▸ **WHAT YOU NEED TO DO**
Your answer should be the lines below from the one with "cache.invalidate().await;" to the one with "behind the heatmap.", both included, given again exactly and with nothing added.

▸ **GIVEN INFORMATION**
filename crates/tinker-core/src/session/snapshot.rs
//! Session snapshot persistence.
//!
//! A snapshot is a flat JSON object:
//!
//! ```text
//! {
//!   "working_dir": "...",
//!   "system_prompt": "...",
//!   "messages": [ ...wire-format messages... ],
//!   "created_at": "2026-08-30T10:15:30.123456Z",
//!   "turn_count": 3
//! }
//! ```
//!
//! # Design Notes
//!
//! - **Atomic writes**: write to a `.tmp` sibling, then rename, so an
//!   interrupted save never corrupts an existing snapshot.
//! - The message array is the same serde projection used on the wire, so a
//!   load reproduces the conversation exactly as the model would see it.

use std::fs;
use std::path::Path;

use chrono::{DateTime, Utc};
use serde::{Deserialize, Serialize};
use thiserror::Error;

use super::{Message, Session};

/// Error type for snapshot save/load operations.
#[derive(Debug, Error)]
pub enum SnapshotError {
    #[error("IO error: {0}")]
    Io(#[from] std::io::Error),

    #[error("JSON error: {0}")]
    Json(#[from] serde_json::Error),

    #[error("Snapshot not found: {0}")]
    NotFound(String),

    #[error("Invalid created_at timestamp: {0}")]
    InvalidTimestamp(String),
}

#[derive(Serialize, Deserialize)]
struct Snapshot {
    working_dir: String,
    system_prompt: String,
    messages: Vec<Message>,
    created_at: String,
    turn_count: u32,
}

/// Save a session snapshot to `path`, creating parent directories as needed.
pub fn save(path: &Path, session: &Session) -> Result<(), SnapshotError> {
    if let Some(parent) = path.parent() {
        if !parent.as_os_str().is_empty() {
            fs::create_dir_all(parent)?;
        }
    }

    let snapshot = Snapshot {
        working_dir: session.working_dir().to_string(),
        system_prompt: session.system_prompt().to_string(),
        messages: session.messages().to_vec(),
        created_at: session.created_at().to_rfc3339(),
        turn_count: session.turn_count(),
    };

    let json = serde_json::to_string_pretty(&snapshot)?;

    // Write to temp file first, then rename into place.
    let temp_path = path.with_extension("json.tmp");
    fs::write(&temp_path, json)?;
    fs::rename(&temp_path, path)?;

    Ok(())
}

/// Load a session from a snapshot written by [`save`].
pub fn load(path: &Path) -> Result<Session, SnapshotError> {
    if !path.exists() {
        return Err(SnapshotError::NotFound(path.display().to_string()));
    }

    let contents = fs::read_to_string(path)?;
    let snapshot: Snapshot = serde_json::from_str(&contents)?;

    let created_at: DateTime<Utc> = DateTime::parse_from_rfc3339(&snapshot.created_at)
        .map_err(|_| SnapshotError::InvalidTimestamp(snapshot.created_at.clone()))?
        .with_timezone(&Utc);

    Ok(Session::from_parts(
        snapshot.working_dir,
        snapshot.system_prompt,
        snapshot.messages,
        created_at,
        snapshot.turn_count,
    ))
}
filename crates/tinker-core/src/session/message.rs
//! Conversation messages and their wire representation.
//!
//! `Message` serializes directly to the chat-completions wire format:
//! optional fields are omitted when unset, so the serde projection of the
//! session's message list is exactly what goes over the wire (and into
//! session snapshots).

use serde::{Deserialize, Serialize};

/// Who authored a message.
#[derive(Debug, Clone, Copy, PartialEq, Eq, Serialize, Deserialize)]
#[serde(rename_all = "lowercase")]
pub enum Role {
    System,
    User,
    Assistant,
    Tool,
}

impl Role {
    pub fn as_str(&self) -> &'static str {
        match self {
            Role::System => "system",
            Role::User => "user",
            Role::Assistant => "assistant",
            Role::Tool => "tool",
        }
    }
}

impl std::fmt::Display for Role {
    fn fmt(&self, f: &mut std::fmt::Formatter<'_>) -> std::fmt::Result {
        f.write_str(self.as_str())
    }
}

/// A tool invocation requested by the model.
///
/// Wire-compatible with the OpenAI `tool_calls` entry: the argument payload
/// stays a raw JSON string until the turn loop parses it.
#[derive(Debug, Clone, PartialEq, Eq, Serialize, Deserialize)]
pub struct ToolCall {
    pub id: String,
    #[serde(rename = "type")]
    pub kind: String,
    pub function: FunctionCall,
}

/// The function half of a [`ToolCall`].
#[derive(Debug, Clone, PartialEq, Eq, Serialize, Deserialize)]
pub struct FunctionCall {
    pub name: String,
    pub arguments: String,
}

impl ToolCall {
    pub fn new(
        id: impl Into<String>,
        name: impl Into<String>,
        arguments: impl Into<String>,
    ) -> Self {
        Self {
            id: id.into(),
            kind: "function".to_string(),
            function: FunctionCall {
                name: name.into(),
                arguments: arguments.into(),
            },
        }
    }
}

/// A single conversation entry. Immutable once appended to a session.
#[derive(Debug, Clone, PartialEq, Eq, Serialize, Deserialize)]
pub struct Message {
    pub role: Role,

    /// Text content. Absent on tool-only assistant messages.
    #[serde(skip_serializing_if = "Option::is_none")]
    pub content: Option<String>,

    /// Tool invocations requested by an assistant message, in model order.
    #[serde(skip_serializing_if = "Option::is_none")]
    pub tool_calls: Option<Vec<ToolCall>>,

    /// Id of the originating request. Set only on tool-role messages.
    #[serde(skip_serializing_if = "Option::is_none")]
    pub tool_call_id: Option<String>,

    /// Name of the tool that produced this result. Set only on tool-role
    /// messages.
    #[serde(skip_serializing_if = "Option::is_none")]
    pub name: Option<String>,
}

impl Message {
    pub fn system(content: impl Into<String>) -> Self {
        Self {
            role: Role::System,
            content: Some(content.into()),
            tool_calls: None,
            tool_call_id: None,
            name: None,
        }
    }

    pub fn user(content: impl Into<String>) -> Self {
        Self {
            role: Role::User,
            content: Some(content.into()),
            tool_calls: None,
            tool_call_id: None,
            name: None,
        }
    }

    pub fn assistant(content: Option<String>, tool_calls: Option<Vec<ToolCall>>) -> Self {
        Self {
            role: Role::Assistant,
            content,
            tool_calls,
            tool_call_id: None,
            name: None,
        }
    }

    pub fn tool(
        tool_call_id: impl Into<String>,
        name: impl Into<String>,
        content: impl Into<String>,
    ) -> Self {
        Self {
            role: Role::Tool,
            content: Some(content.into()),
            tool_calls: None,
            tool_call_id: Some(tool_call_id.into()),
            name: Some(name.into()),
        }
    }
}
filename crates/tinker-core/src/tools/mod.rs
//! Sandboxed tool execution.
//!
//! The executor recognizes five actions (`shell`, `read_file`, `write_file`,
//! `list_files`, `apply_patch`) and runs every one of them against a fixed
//! root directory. Execution is total: any input, valid or not, yields a
//! [`ToolResult`] rather than an uncaught fault.

mod action;
mod executor;
mod schema;

pub use action::ToolAction;
pub use executor::ToolExecutor;
pub use schema::tool_definitions;

use serde::{Deserialize, Serialize};
use thiserror::Error;

/// Outcome of a single tool execution.
#[derive(Debug, Clone, PartialEq, Eq, Serialize, Deserialize)]
pub struct ToolResult {
    pub success: bool,
    pub output: String,
    #[serde(skip_serializing_if = "Option::is_none")]
    pub error: Option<String>,
}

impl ToolResult {
    pub fn ok(output: impl Into<String>) -> Self {
        Self {
            success: true,
            output: output.into(),
            error: None,
        }
    }

    pub fn failure(error: impl ToString) -> Self {
        Self {
            success: false,
            output: String::new(),
            error: Some(error.to_string()),
        }
    }
}

/// Everything that can go wrong inside the executor.
///
/// All variants are converted into a failed [`ToolResult`] at the executor
/// boundary; none escape as a fault.
#[derive(Debug, Error)]
pub enum ToolError {
    #[error("Unknown tool: {0}")]
    UnknownTool(String),

    /// A required argument was missing or empty.
    #[error("{0}")]
    MissingArgument(&'static str),

    /// Lexical containment rejected the path before any filesystem access.
    #[error("Path {0} is outside working directory")]
    OutsideRoot(String),

    #[error("File not found: {0}")]
    FileNotFound(String),

    #[error("Path not found: {0}")]
    PathNotFound(String),

    #[error("Command timed out after {0}s")]
    Timeout(u64),

    /// The external `patch` utility is not installed.
    #[error("patch command not found. Install the patch utility or use write_file instead.")]
    PatchUnavailable,

    #[error("IO error: {0}")]
    Io(#[from] std::io::Error),
}
//! The fixed tool schema advertised to the model service.
//!
//! Five function declarations, stable for wire compatibility. Parameter
//! names and required lists must stay in sync with [`super::ToolAction`].

use serde_json::{json, Value};

/// Function declarations for the chat-completions `tools` field.
pub fn tool_definitions() -> Vec<Value> {
    vec![
        json!({
            "type": "function",
            "function": {
                "name": "shell",
                "description": "Execute a shell command in the working directory. Use for running tests, installing packages, git operations, etc.",
                "parameters": {
                    "type": "object",
                    "properties": {
                        "command": {
                            "type": "string",
                            "description": "The shell command to execute"
                        }
                    },
                    "required": ["command"]
                }
            }
        }),
        json!({
            "type": "function",
            "function": {
                "name": "read_file",
                "description": "Read the contents of a file at the given path.",
                "parameters": {
                    "type": "object",
                    "properties": {
                        "path": {
                            "type": "string",
                            "description": "Path to the file to read (relative to working directory)"
                        }
                    },
                    "required": ["path"]
                }
            }
        }),
        json!({
            "type": "function",
            "function": {
                "name": "write_file",
                "description": "Write content to a file at the given path. Creates the file if it doesn't exist, overwrites if it does.",
                "parameters": {
                    "type": "object",
                    "properties": {
                        "path": {
                            "type": "string",
                            "description": "Path to the file to write (relative to working directory)"
                        },
                        "content": {
                            "type": "string",
                            "description": "Content to write to the file"
                        }
                    },
                    "required": ["path", "content"]
                }
            }
        }),
        json!({
            "type": "function",
            "function": {
                "name": "list_files",
                "description": "List files and directories at the given path.",
                "parameters": {
                    "type": "object",
                    "properties": {
                        "path": {
                            "type": "string",
                            "description": "Path to list (relative to working directory, defaults to '.')"
                        }
                    },
                    "required": []
                }
            }
        }),
        json!({
            "type": "function",
            "function": {
                "name": "apply_patch",
                "description": "Apply a unified diff patch to modify a file. Use for making targeted edits to existing files.",
                "parameters": {
                    "type": "object",
                    "properties": {
                        "path": {
                            "type": "string",
                            "description": "Path to the file to patch"
                        },
                        "patch": {
                            "type": "string",
                            "description": "The unified diff patch to apply"
                        }
                    },
                    "required": ["path", "patch"]
                }
            }
        }),
    ]
}

#[cfg(test)]
mod tests {
    use super::*;

    #[test]
    fn declares_all_five_tools() {
        let names: Vec<String> = tool_definitions()
            .iter()
            .map(|d| d["function"]["name"].as_str().unwrap().to_string())
            .collect();
        assert_eq!(
            names,
            vec!["shell", "read_file", "write_file", "list_files", "apply_patch"]
        );
    }

    #[test]
    fn every_descriptor_is_a_function() {
        for def in tool_definitions() {
            assert_eq!(def["type"], "function");
            assert!(def["function"]["parameters"]["properties"].is_object());
            assert!(def["function"]["parameters"]["required"].is_array());
        }
    }

    #[test]
    fn list_files_path_is_optional() {
        let defs = tool_definitions();
        let list = defs
            .iter()
            .find(|d| d["function"]["name"] == "list_files")
            .unwrap();
        assert!(list["function"]["parameters"]["required"]
            .as_array()
            .unwrap()
            .is_empty());
    }
}
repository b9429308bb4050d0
fn main() {
    tauri_build::build()
}
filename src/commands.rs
use crate::types::DatasetView;
use crate::view::MapView;
use crate::QuakeCache;
use tauri::State;

#[tauri::command]
pub async fn get_earthquakes(cache: State<'_, QuakeCache>) -> Result<DatasetView, String> {
    cache
        .read()
        .await
        .map(DatasetView::from)
        .map_err(|e| e.to_string())
}

/// Manual refresh: drop the cached dataset's freshness and read again.
#[tauri::command]
pub async fn refresh_earthquakes(cache: State<'_, QuakeCache>) -> Result<DatasetView, String> {
    cache.invalidate().await;
    cache
        .read()
        .await
        .map(DatasetView::from)
        .map_err(|e| e.to_string())
}

#[tauri::command]
pub fn get_map_view() -> MapView {
    MapView::default()
}
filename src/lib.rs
pub mod cache;
mod commands;
pub mod error;
pub mod feed;
pub mod types;
pub mod view;

use cache::DatasetCache;
use feed::UsgsFeed;
use tauri::Manager;
use tracing::{error, info};

pub type QuakeCache = DatasetCache<UsgsFeed>;

#[cfg_attr(mobile, tauri::mobile_entry_point)]
pub fn run() {
    tracing_subscriber::fmt()
        .with_env_filter(
            tracing_subscriber::EnvFilter::try_from_default_env()
                .unwrap_or_else(|_| "quake_view_lib=info".into()),
        )
        .with_target(true)
        .init();

    let result = tauri::Builder::default()
        .plugin(tauri_plugin_opener::init())
        .invoke_handler(tauri::generate_handler![
            commands::get_earthquakes,
            commands::refresh_earthquakes,
            commands::get_map_view,
        ])
        .setup(|app| {
            let feed = UsgsFeed::new()?;
            info!(url = feed.endpoint(), "earthquake feed configured");
            app.manage(QuakeCache::new(feed));
            Ok(())
        })
        .run(tauri::generate_context!());

    if let Err(e) = result {
        error!(error = %e, "error while running tauri application");
        std::process::exit(1);
    }
}
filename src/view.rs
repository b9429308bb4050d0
use crate::cache::DatasetSnapshot;
use crate::types::{DatasetView, HeatPoint, SeismicEvent};
use serde::Serialize;
use std::collections::HashMap;

/// Dark basemap tiles behind the heatmap.
const TILE_URL: &str = "https://{s}.basemaps.cartocdn.com/dark_all/{z}/{x}/{y}{r}.png";

/// Side of the square grid cell, in degrees, inside which heat weights are averaged.
pub const HEAT_CELL_DEGREES: f64 = 1.0;

/// Initial camera and heatmap layer settings for the dashboard map.
#[derive(Debug, Clone, PartialEq, Serialize)]
pub struct MapView {
    pub latitude: f64,
    pub longitude: f64,
    pub zoom: f64,
    pub tile_url: String,
    pub layer: HeatmapLayer,
}

#[derive(Debug, Clone, PartialEq, Serialize)]
pub struct HeatmapLayer {
    pub opacity: f64,
}

impl Default for MapView {
    fn default() -> Self {
        Self {
            latitude: 0.0,
            longitude: 0.0,
            zoom: 1.2,
            tile_url: TILE_URL.to_string(),
            layer: HeatmapLayer {
                opacity: 0.9,
            },
        }
    }
}

/// Heat weight for one event. Missing and negative magnitudes weigh nothing.
fn heat_weight(magnitude: Option<f64>) -> f64 {
    magnitude.map(|m| m.max(0.0)).unwrap_or(0.0)
}

/// Build heatmap points keyed by `[longitude, latitude]`, one per event.
pub fn heat_points(events: &[SeismicEvent]) -> Vec<HeatPoint> {
    events
        .iter()
        .map(|e| HeatPoint {
            position: [e.longitude, e.latitude],
            weight: heat_weight(e.magnitude),
        })
        .collect()
}

#[derive(Default)]
struct CellSum {
    lon: f64,
    lat: f64,
    weight: f64,
    count: usize,
}

/// MEAN aggregation: one point per grid cell at the members' centroid,
/// weighted by the average of their weights. Cells keep first-seen order.
pub fn mean_heat_points(events: &[SeismicEvent], cell_degrees: f64) -> Vec<HeatPoint> {
    let mut index: HashMap<(i64, i64), usize> = HashMap::new();
    let mut cells: Vec<CellSum> = Vec::new();

    for point in heat_points(events) {
        let [lon, lat] = point.position;
        let key = (
            (lon / cell_degrees).floor() as i64,
            (lat / cell_degrees).floor() as i64,
        );
        let slot = *index.entry(key).or_insert_with(|| {
            cells.push(CellSum::default());
            cells.len() - 1
        });
        let cell = &mut cells[slot];
        cell.lon += lon;
        cell.lat += lat;
        cell.weight += point.weight;
        cell.count += 1;
    }

    cells
        .into_iter()
        .map(|c| {
            let n = c.count as f64;
            HeatPoint {
                position: [c.lon / n, c.lat / n],
                weight: c.weight / n,
            }
        })
        .collect()
}

/// Largest known magnitude in the dataset.
pub fn max_magnitude(events: &[SeismicEvent]) -> Option<f64> {
    events
        .iter()
        .filter_map(|e| e.magnitude)
        .fold(None, |acc, m| Some(acc.map_or(m, |a: f64| a.max(m))))
}

impl From<DatasetSnapshot> for DatasetView {
    fn from(snapshot: DatasetSnapshot) -> Self {
        let heatmap = mean_heat_points(&snapshot.dataset, HEAT_CELL_DEGREES);
        let max_magnitude = max_magnitude(&snapshot.dataset);
        Self {
            event_count: snapshot.dataset.len(),
            heatmap,
            max_magnitude,
            fetched_at: snapshot.fetched_at.to_rfc3339(),
            stale: snapshot.stale,
            last_error: snapshot.last_error,
            events: snapshot.dataset,
        }
    }
}
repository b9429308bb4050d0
// Prevents additional console window on Windows in release, DO NOT REMOVE!!
#![cfg_attr(not(debug_assertions), windows_subsystem = "windows")]

fn main() {
    quake_view_lib::run()
}
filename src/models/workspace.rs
use serde::{Deserialize, Serialize};

#[derive(Debug, Clone, Serialize, Deserialize)]
pub struct WorkspaceMeta {
    pub path: String,
    pub app_count: usize,
    pub keyword_count: usize,
    pub observation_count: usize,
    pub last_tracked_at: Option<i64>,
}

▸ **EXERCISE ANSWER**
    cache.invalidate().await;
    cache
        .read()
        .await
        .map(DatasetView::from)
        .map_err(|e| e.to_string())
}

#[tauri::command]
pub fn get_map_view() -> MapView {
    MapView::default()
}
filename src/lib.rs
pub mod cache;
mod commands;
pub mod error;
pub mod feed;
pub mod types;
pub mod view;

use cache::DatasetCache;
use feed::UsgsFeed;
use tauri::Manager;
use tracing::{error, info};

pub type QuakeCache = DatasetCache<UsgsFeed>;

#[cfg_attr(mobile, tauri::mobile_entry_point)]
pub fn run() {
    tracing_subscriber::fmt()
        .with_env_filter(
            tracing_subscriber::EnvFilter::try_from_default_env()
                .unwrap_or_else(|_| "quake_view_lib=info".into()),
        )
        .with_target(true)
        .init();

    let result = tauri::Builder::default()
        .plugin(tauri_plugin_opener::init())
        .invoke_handler(tauri::generate_handler![
            commands::get_earthquakes,
            commands::refresh_earthquakes,
            commands::get_map_view,
        ])
        .setup(|app| {
            let feed = UsgsFeed::new()?;
            info!(url = feed.endpoint(), "earthquake feed configured");
            app.manage(QuakeCache::new(feed));
            Ok(())
        })
        .run(tauri::generate_context!());

    if let Err(e) = result {
        error!(error = %e, "error while running tauri application");
        std::process::exit(1);
    }
}
filename src/view.rs
repository b9429308bb4050d0
use crate::cache::DatasetSnapshot;
use crate::types::{DatasetView, HeatPoint, SeismicEvent};
use serde::Serialize;
use std::collections::HashMap;

/// Dark basemap tiles behind the heatmap.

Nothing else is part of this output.